#### YOUR OBJECTIVE:
Where a line in the material below has the string "DiscordPlatform", please report it.
** RECORDS SHOWN follows **
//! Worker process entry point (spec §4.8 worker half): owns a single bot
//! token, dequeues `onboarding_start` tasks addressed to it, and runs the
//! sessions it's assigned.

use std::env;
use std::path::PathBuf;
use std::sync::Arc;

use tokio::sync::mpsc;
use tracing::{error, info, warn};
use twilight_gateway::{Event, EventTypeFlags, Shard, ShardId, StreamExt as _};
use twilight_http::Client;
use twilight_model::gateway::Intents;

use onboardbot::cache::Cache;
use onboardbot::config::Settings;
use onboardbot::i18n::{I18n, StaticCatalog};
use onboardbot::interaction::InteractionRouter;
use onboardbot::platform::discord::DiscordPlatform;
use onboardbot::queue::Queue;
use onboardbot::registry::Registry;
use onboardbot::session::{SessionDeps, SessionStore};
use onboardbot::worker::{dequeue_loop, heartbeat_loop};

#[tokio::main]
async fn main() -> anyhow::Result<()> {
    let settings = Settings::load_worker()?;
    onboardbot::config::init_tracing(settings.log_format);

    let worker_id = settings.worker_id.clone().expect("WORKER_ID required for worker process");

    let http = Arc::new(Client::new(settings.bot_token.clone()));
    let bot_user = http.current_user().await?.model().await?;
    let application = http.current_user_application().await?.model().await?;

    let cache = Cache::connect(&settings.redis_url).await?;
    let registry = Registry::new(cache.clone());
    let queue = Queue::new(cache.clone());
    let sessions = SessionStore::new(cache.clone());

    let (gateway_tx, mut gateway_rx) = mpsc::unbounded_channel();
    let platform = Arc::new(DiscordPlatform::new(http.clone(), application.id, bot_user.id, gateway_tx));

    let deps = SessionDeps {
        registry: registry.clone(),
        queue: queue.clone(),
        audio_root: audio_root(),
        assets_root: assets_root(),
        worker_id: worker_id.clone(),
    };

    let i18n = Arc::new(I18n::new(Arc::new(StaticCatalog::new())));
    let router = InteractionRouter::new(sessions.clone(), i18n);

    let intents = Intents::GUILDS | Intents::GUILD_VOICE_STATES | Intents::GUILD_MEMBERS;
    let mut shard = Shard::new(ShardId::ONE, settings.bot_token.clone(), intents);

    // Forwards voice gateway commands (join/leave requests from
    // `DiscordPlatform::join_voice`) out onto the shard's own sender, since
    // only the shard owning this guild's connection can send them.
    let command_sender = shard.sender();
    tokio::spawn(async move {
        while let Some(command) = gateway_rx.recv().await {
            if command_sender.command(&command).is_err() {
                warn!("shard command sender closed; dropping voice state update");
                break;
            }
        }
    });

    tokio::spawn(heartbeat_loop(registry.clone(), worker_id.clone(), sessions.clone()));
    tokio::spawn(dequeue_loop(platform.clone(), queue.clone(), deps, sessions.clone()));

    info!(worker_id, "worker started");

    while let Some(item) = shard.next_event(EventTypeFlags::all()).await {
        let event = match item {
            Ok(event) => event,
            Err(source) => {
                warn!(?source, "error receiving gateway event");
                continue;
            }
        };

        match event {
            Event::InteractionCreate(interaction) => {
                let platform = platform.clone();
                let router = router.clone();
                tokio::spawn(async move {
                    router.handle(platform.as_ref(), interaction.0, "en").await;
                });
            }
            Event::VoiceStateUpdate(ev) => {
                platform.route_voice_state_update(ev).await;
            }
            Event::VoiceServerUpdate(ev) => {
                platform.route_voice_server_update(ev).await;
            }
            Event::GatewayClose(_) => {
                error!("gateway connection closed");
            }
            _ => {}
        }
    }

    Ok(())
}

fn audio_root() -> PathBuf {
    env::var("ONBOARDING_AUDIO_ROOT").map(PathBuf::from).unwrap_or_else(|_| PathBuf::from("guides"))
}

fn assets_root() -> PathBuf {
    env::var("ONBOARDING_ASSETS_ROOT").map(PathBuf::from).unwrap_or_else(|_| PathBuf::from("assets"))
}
** End of RECORDS SHOWN **
#### ANSWER SECTION:
use onboardbot::platform::discord::DiscordPlatform;
    let platform = Arc::new(DiscordPlatform::new(http.clone(), application.id, bot_user.id, gateway_tx));
    // `DiscordPlatform::join_voice`) out onto the shard's own sender, since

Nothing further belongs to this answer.